» **What the exercise asks**:
Your answer must be a single number: how many lines of the data include "ScopeStack".

» **Data for this task**:
[Start of section]
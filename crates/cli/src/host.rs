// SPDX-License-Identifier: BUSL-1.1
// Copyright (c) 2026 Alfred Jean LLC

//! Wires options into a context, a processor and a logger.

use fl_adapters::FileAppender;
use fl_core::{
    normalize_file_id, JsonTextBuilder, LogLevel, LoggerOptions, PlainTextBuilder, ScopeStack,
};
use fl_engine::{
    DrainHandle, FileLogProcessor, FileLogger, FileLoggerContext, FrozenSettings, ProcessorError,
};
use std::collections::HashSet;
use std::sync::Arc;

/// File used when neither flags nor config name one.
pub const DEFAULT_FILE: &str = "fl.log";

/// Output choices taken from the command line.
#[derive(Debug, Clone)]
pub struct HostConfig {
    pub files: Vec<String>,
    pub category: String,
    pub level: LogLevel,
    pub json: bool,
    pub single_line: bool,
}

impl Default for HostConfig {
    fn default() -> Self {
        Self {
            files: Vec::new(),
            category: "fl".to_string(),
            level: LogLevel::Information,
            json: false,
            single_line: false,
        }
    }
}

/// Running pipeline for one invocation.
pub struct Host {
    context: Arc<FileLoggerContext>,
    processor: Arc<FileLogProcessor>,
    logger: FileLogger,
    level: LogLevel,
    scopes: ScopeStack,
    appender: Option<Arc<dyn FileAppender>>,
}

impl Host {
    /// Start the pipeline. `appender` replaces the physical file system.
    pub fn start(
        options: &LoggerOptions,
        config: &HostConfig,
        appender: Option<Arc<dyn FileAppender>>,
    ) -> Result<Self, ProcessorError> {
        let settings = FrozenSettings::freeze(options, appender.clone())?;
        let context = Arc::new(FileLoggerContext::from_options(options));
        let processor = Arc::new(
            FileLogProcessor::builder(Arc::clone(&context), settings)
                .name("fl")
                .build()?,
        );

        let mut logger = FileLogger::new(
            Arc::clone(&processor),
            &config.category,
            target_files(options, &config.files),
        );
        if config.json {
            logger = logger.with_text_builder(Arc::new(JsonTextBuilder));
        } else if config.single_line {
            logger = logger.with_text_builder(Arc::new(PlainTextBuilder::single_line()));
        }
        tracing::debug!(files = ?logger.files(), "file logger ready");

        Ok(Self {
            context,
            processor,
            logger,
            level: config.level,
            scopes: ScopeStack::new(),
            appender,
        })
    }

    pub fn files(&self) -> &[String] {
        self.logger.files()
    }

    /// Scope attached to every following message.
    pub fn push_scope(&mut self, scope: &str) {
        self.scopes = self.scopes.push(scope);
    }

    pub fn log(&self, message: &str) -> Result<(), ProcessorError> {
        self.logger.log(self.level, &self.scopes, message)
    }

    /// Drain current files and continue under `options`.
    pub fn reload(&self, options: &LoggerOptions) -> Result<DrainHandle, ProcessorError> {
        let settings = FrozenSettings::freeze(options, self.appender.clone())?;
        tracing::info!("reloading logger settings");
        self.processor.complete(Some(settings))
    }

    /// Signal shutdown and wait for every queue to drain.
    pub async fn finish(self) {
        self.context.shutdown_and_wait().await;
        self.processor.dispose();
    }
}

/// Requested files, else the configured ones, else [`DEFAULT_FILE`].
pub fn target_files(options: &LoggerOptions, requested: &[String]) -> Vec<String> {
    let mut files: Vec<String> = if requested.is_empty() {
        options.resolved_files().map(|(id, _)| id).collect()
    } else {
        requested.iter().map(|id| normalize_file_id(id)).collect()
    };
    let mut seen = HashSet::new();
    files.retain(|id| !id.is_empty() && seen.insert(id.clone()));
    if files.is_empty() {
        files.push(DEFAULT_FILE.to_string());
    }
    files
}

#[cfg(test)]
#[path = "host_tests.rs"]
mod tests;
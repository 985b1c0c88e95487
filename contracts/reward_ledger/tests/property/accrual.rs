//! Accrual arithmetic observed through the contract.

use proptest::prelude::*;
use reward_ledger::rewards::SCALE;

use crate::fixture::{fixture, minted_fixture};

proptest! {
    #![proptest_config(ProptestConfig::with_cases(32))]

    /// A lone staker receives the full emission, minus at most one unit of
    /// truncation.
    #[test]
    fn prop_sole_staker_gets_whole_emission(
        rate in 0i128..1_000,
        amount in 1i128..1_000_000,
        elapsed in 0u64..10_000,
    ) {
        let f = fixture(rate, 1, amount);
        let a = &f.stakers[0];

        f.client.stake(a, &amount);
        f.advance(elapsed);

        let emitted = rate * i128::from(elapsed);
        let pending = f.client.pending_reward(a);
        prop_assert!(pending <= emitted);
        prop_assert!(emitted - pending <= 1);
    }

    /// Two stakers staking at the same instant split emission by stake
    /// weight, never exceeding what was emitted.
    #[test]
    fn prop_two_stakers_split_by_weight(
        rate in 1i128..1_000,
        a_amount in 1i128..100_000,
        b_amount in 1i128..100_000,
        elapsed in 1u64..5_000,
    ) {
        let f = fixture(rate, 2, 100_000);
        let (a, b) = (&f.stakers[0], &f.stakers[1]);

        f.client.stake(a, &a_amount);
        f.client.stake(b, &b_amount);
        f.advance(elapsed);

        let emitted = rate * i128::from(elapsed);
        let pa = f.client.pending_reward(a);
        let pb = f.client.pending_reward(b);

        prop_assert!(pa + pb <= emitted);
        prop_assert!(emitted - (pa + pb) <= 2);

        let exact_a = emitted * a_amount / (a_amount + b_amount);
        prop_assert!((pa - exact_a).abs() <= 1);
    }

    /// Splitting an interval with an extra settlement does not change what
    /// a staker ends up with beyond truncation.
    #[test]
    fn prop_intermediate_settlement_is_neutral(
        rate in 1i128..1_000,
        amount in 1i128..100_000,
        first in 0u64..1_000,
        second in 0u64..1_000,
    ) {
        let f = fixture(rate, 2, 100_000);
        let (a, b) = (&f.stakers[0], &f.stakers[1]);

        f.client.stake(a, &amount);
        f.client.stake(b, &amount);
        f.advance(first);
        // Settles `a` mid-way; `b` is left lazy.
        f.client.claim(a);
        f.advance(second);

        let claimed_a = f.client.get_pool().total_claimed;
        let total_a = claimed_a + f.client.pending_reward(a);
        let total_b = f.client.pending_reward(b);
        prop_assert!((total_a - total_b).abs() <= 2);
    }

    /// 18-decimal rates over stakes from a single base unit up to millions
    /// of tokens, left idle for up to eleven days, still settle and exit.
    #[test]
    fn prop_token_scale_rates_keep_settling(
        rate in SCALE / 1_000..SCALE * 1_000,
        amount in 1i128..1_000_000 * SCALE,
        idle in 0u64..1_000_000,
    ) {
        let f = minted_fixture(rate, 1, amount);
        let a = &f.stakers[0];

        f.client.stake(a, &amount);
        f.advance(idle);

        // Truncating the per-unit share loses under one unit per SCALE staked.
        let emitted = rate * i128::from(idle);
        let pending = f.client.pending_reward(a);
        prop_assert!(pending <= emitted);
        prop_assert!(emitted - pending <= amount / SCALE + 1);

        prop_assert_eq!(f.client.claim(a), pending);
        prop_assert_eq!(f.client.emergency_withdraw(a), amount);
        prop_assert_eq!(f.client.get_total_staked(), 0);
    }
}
[End of section]
» **Task result**:
3